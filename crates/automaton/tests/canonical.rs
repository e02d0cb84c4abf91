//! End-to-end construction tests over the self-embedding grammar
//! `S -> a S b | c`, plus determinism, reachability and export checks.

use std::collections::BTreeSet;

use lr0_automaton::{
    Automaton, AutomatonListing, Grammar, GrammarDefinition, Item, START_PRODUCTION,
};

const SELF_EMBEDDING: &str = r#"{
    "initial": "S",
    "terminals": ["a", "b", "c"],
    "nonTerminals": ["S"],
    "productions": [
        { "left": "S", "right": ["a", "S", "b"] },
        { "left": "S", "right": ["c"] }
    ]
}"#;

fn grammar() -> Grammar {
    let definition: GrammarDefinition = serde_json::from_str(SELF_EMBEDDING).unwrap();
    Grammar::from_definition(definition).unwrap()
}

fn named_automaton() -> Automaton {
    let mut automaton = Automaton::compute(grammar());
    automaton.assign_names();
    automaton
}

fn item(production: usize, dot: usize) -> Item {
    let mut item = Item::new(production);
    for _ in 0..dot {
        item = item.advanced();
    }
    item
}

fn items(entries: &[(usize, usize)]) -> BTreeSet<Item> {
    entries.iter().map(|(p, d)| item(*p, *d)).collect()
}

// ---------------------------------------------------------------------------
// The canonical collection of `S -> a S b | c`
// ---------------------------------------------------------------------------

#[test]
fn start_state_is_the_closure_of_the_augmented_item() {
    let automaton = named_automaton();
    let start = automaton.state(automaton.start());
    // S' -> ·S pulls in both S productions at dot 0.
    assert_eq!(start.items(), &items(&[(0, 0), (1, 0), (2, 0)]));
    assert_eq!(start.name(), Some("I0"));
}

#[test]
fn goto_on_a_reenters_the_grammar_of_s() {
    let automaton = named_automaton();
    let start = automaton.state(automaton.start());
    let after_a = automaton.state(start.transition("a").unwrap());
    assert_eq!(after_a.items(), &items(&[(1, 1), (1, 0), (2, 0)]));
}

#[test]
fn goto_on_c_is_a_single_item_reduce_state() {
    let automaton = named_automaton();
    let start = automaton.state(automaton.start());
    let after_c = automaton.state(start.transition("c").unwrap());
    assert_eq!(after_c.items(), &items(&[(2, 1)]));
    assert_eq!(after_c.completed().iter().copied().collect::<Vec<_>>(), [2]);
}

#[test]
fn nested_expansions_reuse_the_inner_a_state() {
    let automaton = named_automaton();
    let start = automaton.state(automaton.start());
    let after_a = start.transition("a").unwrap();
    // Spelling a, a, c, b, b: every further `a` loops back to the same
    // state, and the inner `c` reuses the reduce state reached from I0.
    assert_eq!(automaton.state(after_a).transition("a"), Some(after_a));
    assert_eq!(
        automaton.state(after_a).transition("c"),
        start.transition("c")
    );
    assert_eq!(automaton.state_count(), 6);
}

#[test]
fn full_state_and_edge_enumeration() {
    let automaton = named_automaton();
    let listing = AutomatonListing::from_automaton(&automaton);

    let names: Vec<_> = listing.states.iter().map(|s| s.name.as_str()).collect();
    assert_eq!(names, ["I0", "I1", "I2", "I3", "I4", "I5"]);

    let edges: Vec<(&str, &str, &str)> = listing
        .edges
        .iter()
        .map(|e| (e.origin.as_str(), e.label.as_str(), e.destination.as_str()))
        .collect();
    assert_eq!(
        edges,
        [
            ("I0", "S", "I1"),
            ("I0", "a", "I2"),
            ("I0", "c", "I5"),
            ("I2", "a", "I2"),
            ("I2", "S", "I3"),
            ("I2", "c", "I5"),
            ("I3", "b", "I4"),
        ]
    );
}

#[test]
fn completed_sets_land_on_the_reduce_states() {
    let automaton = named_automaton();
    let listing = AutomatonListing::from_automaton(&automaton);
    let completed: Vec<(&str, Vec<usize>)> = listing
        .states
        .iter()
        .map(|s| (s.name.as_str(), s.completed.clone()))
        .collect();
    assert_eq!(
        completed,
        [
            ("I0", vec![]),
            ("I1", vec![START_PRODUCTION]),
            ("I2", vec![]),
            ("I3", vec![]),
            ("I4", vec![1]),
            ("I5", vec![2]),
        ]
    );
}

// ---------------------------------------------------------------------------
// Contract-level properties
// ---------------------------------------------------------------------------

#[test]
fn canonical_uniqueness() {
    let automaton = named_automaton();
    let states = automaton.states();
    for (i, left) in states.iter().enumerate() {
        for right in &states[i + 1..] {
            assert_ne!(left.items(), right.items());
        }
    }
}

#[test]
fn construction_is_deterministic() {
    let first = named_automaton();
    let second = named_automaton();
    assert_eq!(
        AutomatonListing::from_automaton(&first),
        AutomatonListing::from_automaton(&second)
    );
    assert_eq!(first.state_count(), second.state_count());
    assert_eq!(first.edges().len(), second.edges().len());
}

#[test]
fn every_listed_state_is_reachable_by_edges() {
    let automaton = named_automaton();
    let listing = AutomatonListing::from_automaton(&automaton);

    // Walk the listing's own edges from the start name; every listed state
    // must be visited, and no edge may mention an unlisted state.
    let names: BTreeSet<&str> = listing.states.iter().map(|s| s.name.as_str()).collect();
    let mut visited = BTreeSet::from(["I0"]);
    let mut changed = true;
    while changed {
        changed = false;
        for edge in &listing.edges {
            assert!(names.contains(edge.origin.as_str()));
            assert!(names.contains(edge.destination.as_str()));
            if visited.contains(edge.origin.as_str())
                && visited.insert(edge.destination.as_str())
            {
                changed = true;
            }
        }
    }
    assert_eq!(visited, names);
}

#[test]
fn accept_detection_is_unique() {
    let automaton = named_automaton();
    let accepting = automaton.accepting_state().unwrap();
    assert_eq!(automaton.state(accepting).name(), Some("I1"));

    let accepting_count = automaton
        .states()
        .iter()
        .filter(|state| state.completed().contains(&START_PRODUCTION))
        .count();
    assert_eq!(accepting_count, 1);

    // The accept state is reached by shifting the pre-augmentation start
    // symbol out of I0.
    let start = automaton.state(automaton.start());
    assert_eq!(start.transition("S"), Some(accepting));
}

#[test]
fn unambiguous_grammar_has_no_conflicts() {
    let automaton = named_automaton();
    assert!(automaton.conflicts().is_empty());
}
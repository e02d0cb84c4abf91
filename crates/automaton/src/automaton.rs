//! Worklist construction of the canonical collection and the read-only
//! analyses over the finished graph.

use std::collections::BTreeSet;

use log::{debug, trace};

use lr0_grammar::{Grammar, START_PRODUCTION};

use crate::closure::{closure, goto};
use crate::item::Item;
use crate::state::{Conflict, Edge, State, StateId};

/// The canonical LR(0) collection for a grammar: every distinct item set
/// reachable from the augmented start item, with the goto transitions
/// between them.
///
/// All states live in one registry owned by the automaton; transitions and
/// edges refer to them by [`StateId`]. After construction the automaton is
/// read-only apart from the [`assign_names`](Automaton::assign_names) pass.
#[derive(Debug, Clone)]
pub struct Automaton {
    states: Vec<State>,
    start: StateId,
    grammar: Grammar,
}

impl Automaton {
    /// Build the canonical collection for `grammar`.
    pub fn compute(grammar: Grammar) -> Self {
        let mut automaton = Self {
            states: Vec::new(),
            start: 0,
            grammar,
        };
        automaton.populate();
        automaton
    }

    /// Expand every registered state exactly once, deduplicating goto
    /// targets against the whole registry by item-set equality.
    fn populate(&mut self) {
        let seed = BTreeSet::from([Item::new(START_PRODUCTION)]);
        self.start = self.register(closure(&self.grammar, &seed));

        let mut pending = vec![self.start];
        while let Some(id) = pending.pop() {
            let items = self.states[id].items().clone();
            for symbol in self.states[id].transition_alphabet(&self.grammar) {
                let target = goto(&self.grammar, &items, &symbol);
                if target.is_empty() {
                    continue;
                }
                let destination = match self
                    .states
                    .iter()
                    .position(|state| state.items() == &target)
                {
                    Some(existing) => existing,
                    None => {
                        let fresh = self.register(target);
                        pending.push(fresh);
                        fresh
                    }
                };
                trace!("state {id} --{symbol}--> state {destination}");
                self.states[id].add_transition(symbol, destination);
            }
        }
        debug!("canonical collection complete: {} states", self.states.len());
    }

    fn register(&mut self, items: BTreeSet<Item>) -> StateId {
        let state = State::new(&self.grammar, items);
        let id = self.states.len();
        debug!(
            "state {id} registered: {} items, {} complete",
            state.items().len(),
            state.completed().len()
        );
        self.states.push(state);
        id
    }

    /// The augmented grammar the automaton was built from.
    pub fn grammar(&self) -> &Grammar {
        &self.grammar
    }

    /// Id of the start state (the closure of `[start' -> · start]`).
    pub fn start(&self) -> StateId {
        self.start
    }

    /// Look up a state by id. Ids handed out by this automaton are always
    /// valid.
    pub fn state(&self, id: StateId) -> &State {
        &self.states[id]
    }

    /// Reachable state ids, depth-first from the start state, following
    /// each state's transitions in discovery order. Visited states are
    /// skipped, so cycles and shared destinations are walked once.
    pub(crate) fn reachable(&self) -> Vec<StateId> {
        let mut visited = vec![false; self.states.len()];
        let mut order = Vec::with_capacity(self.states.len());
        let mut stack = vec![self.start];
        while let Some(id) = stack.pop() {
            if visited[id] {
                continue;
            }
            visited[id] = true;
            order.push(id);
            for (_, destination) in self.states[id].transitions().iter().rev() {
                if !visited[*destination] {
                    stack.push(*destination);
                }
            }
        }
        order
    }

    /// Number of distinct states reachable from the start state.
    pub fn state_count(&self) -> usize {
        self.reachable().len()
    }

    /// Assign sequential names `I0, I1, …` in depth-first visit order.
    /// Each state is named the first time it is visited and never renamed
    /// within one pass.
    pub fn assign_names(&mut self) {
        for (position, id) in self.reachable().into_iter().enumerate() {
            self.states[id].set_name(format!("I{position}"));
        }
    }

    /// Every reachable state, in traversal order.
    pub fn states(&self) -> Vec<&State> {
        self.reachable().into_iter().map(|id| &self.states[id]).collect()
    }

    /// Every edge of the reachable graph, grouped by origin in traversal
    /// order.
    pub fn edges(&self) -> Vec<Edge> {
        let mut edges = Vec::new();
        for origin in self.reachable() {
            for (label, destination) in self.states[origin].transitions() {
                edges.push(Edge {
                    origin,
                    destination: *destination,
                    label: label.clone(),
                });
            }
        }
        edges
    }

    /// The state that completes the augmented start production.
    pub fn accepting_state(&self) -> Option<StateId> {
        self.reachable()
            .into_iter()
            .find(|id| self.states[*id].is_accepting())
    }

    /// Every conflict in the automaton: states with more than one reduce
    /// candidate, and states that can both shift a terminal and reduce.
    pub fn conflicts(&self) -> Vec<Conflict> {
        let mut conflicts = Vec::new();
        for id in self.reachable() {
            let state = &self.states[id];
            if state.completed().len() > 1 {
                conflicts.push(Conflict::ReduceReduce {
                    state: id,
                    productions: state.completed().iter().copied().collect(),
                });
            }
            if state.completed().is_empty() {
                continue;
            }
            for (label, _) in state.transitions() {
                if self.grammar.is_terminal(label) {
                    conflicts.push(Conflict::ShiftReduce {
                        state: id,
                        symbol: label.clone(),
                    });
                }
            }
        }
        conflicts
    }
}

#### Task brief
Each line in the listing above from the one containing "automaton are always" through the one containing "depth-first visit order." should be repeated exactly, and no other line.

#### Solution for this task
    /// Look up a state by id. Ids handed out by this automaton are always
    /// valid.
    pub fn state(&self, id: StateId) -> &State {
        &self.states[id]
    }

    /// Reachable state ids, depth-first from the start state, following
    /// each state's transitions in discovery order. Visited states are
    /// skipped, so cycles and shared destinations are walked once.
    pub(crate) fn reachable(&self) -> Vec<StateId> {
        let mut visited = vec![false; self.states.len()];
        let mut order = Vec::with_capacity(self.states.len());
        let mut stack = vec![self.start];
        while let Some(id) = stack.pop() {
            if visited[id] {
                continue;
            }
            visited[id] = true;
            order.push(id);
            for (_, destination) in self.states[id].transitions().iter().rev() {
                if !visited[*destination] {
                    stack.push(*destination);
                }
            }
        }
        order
    }

    /// Number of distinct states reachable from the start state.
    pub fn state_count(&self) -> usize {
        self.reachable().len()
    }

    /// Assign sequential names `I0, I1, …` in depth-first visit order.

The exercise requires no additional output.